[Dataset items]

#[async_trait]
impl InvoiceRepository for SqliteRepository {
    async fn list_clients(&self) -> Result<Vec<Client>, RepositoryError> {
        let rows = sqlx::query(
            "SELECT id, name, email, phone, address, company FROM clients ORDER BY name, id",
        )
        .fetch_all(&self.pool)
        .await
        .map_err(db_err)?;

        rows.iter().map(row_to_client).collect()
    }

    async fn get_client(
        &self,
        id: i64,
    ) -> Result<Client, RepositoryError> {
        let row = sqlx::query(
            "SELECT id, name, email, phone, address, company FROM clients WHERE id = ?",
        )
        .bind(id)
        .fetch_optional(&self.pool)
        .await
        .map_err(db_err)?
        .ok_or(RepositoryError::NotFound)?;

        row_to_client(&row)
    }

    async fn create_client(
        &self,
        client: NewClient,
    ) -> Result<Client, RepositoryError> {
        let result = sqlx::query(
            "INSERT INTO clients (name, email, phone, address, company) VALUES (?, ?, ?, ?, ?)",
        )
        .bind(&client.name)
        .bind(&client.email)
        .bind(&client.phone)
        .bind(&client.address)
        .bind(&client.company)
        .execute(&self.pool)
        .await
        .map_err(db_err)?;

        self.get_client(result.last_insert_rowid()).await
    }

    async fn list_invoices(&self) -> Result<Vec<Invoice>, RepositoryError> {
        let rows = sqlx::query(&format!("SELECT {INVOICE_COLUMNS} FROM invoices ORDER BY id"))
            .fetch_all(&self.pool)
            .await
            .map_err(db_err)?;

        let item_rows = sqlx::query(&format!(
            "SELECT {ITEM_COLUMNS} FROM invoice_items ORDER BY invoice_id, position"
        ))
        .fetch_all(&self.pool)
        .await
        .map_err(db_err)?;

        let mut items_by_invoice: HashMap<i64, Vec<InvoiceItem>> = HashMap::new();
        for row in &item_rows {
            let invoice_id: i64 = column(row, "invoice_id")?;
            items_by_invoice
                .entry(invoice_id)
                .or_default()
                .push(row_to_item(row)?);
        }

        rows.iter()
            .map(|row| {
                let id: i64 = column(row, "id")?;
                row_to_invoice(row, items_by_invoice.remove(&id).unwrap_or_default())
            })
            .collect()
    }

    async fn get_invoice(
        &self,
        id: i64,
    ) -> Result<Invoice, RepositoryError> {
        let row = sqlx::query(&format!("SELECT {INVOICE_COLUMNS} FROM invoices WHERE id = ?"))
            .bind(id)
            .fetch_optional(&self.pool)
            .await
            .map_err(db_err)?
            .ok_or(RepositoryError::NotFound)?;

        let items = self.items_for(id).await?;
        row_to_invoice(&row, items)
    }

    async fn create_invoice(
        &self,
        invoice: NewInvoice,
    ) -> Result<Invoice, RepositoryError> {
        let now = Utc::now();
        let totals = invoice.totals();
        let mut tx = self.pool.begin().await.map_err(db_err)?;

        let result = sqlx::query(
            "INSERT INTO invoices (
                invoice_number, client_id, issue_date, due_date, discount, status, notes,
                subtotal, discount_amount, tax, total, created_at, updated_at
            ) VALUES (?, ?, ?, ?, ?, ?, ?, ?, ?, ?, ?, ?, ?)",
        )
        .bind(&invoice.invoice_number)
        .bind(invoice.client_id)
        .bind(invoice.issue_date)
        .bind(invoice.due_date)
        .bind(decimal_to_text(invoice.discount))
        .bind(invoice.status.as_str())
        .bind(&invoice.notes)
        .bind(decimal_to_text(totals.subtotal))
        .bind(decimal_to_text(totals.discount_amount))
        .bind(decimal_to_text(totals.tax))
        .bind(decimal_to_text(totals.total))
        .bind(now)
        .bind(now)
        .execute(&mut *tx)
        .await
        .map_err(db_err)?;

        let id = result.last_insert_rowid();
        insert_items(&mut tx, id, &invoice.items).await?;
        tx.commit().await.map_err(db_err)?;

        tracing::debug!(id, number = %invoice.invoice_number, "invoice inserted");
        self.get_invoice(id).await
    }

    async fn update_invoice(
        &self,
        invoice: &Invoice,
    ) -> Result<(), RepositoryError> {
        let now = Utc::now();
        let totals = invoice.totals();
        let mut tx = self.pool.begin().await.map_err(db_err)?;

        let result = sqlx::query(
            "UPDATE invoices SET
                invoice_number = ?, client_id = ?, issue_date = ?, due_date = ?,
                discount = ?, status = ?, notes = ?,
                subtotal = ?, discount_amount = ?, tax = ?, total = ?,
                updated_at = ?
             WHERE id = ?",
        )
        .bind(&invoice.invoice_number)
        .bind(invoice.client_id)
        .bind(invoice.issue_date)
        .bind(invoice.due_date)
        .bind(decimal_to_text(invoice.discount))
        .bind(invoice.status.as_str())
        .bind(&invoice.notes)
        .bind(decimal_to_text(totals.subtotal))
        .bind(decimal_to_text(totals.discount_amount))
        .bind(decimal_to_text(totals.tax))
        .bind(decimal_to_text(totals.total))
        .bind(now)
        .bind(invoice.id)
        .execute(&mut *tx)
        .await
        .map_err(db_err)?;

        if result.rows_affected() == 0 {
            return Err(RepositoryError::NotFound);
        }

        sqlx::query("DELETE FROM invoice_items WHERE invoice_id = ?")
            .bind(invoice.id)
            .execute(&mut *tx)
            .await
            .map_err(db_err)?;
        insert_items(&mut tx, invoice.id, &invoice.items).await?;

        tx.commit().await.map_err(db_err)?;
        Ok(())
    }

    async fn delete_invoice(
        &self,
        id: i64,
    ) -> Result<(), RepositoryError> {
        let result = sqlx::query("DELETE FROM invoices WHERE id = ?")
            .bind(id)
            .execute(&self.pool)
            .await
            .map_err(db_err)?;

        if result.rows_affected() == 0 {
            return Err(RepositoryError::NotFound);
        }

        Ok(())
    }
}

### Directions
When a line in the data contains "name", return it as written.

### Response to this task
            "SELECT id, name, email, phone, address, company FROM clients ORDER BY name, id",
            "SELECT id, name, email, phone, address, company FROM clients WHERE id = ?",
            "INSERT INTO clients (name, email, phone, address, company) VALUES (?, ?, ?, ?, ?)",
        .bind(&client.name)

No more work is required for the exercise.